Friday, 11 April 2014

Meditation and Higher Education

There is growing interest in the integration of meditation into higher education. Meditation  practices
may help to foster important cognitive skills of attention and information processing, as well as help to build stress resilience and adaptive interpersonal capacities.




Meditation Benefits

• Mindfulness meditation may improve ability to maintain preparedness and orient
attention.
• Mindfulness meditation may improve ability to process information quickly and
accurately.
• Concentration-based meditation, practiced over a long-term, may have a positive impact
on academic achievement.
• Mindfulness meditation may decrease stress, anxiety, and depression.
• Mindfulness meditation supports better regulation of emotional reactions and the
cultivation of positive psychological states.
• Meditation can support the development of creativity.
• Meditation supports and enhances the development of skills needed for interpersonal
relationships.
• Empathetic responses are increased with meditation and mindfulness practices.
• Meditation may help to cultivate self-compassion.

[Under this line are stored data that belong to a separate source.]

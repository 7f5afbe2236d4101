//! Example: load an OBJ mesh and preview it in the terminal.
//!
//! Usage: cargo run --example load_obj -- path/to/mesh.obj

use std::env;
use std::fs;
use std::io;
use tristage_core::{obj, render_sequence, AngleSweep, Mesh, RenderConfig};
use tristage_terminal::{PreviewApp, PreviewFrame};

fn main() -> io::Result<()> {
    let args: Vec<String> = env::args().collect();

    let mesh = match args.get(1) {
        Some(path) => {
            println!("Loading OBJ file: {}", path);
            let text = fs::read_to_string(path)?;
            obj::parse_obj(&text)
                .map_err(|e| io::Error::new(io::ErrorKind::InvalidData, format!("Failed to parse OBJ: {}", e)))?
        }
        None => {
            eprintln!("Usage: {} <obj-file>", args[0]);
            eprintln!("\nNo OBJ file provided, using default pyramid...");
            Mesh::pyramid()
        }
    };

    println!("Loaded {} faces", mesh.faces().len());
    let config = RenderConfig {
        canvas_size: 200,
        ..RenderConfig::default()
    };
    let frames = render_sequence(&mesh, &AngleSweep::full_turn(), &config)
        .iter()
        .map(PreviewFrame::from)
        .collect();

    let mut app = PreviewApp::new(frames, 15)?;
    app.run()
}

Despite its importance to learning, focused attention is rarely if ever systematically trained or cultivated in most educational settings. And yet, attentional training has been the hallmark of meditative disciplines for centuries, and thus the incorporation of these practices into higher education could be of great benefit. Practitioners of concentrative meditations first set and attempt to retain focus on a particular object (such as the sensation of breathing or a word), notice when the intended focus is lost, discontinue the unintended focus (e.g., worrying about some impending task) once it is noticed, and then restore the intended focus .

The applications of meditation in higher education are potentially broad, affecting cognitive, emotional, and interpersonal domains. Research reviewed here suggests that meditation can have a positive impact on academic performance, psychological well-being, and interpersonal experience for students in college, medical school, and other higher education settings.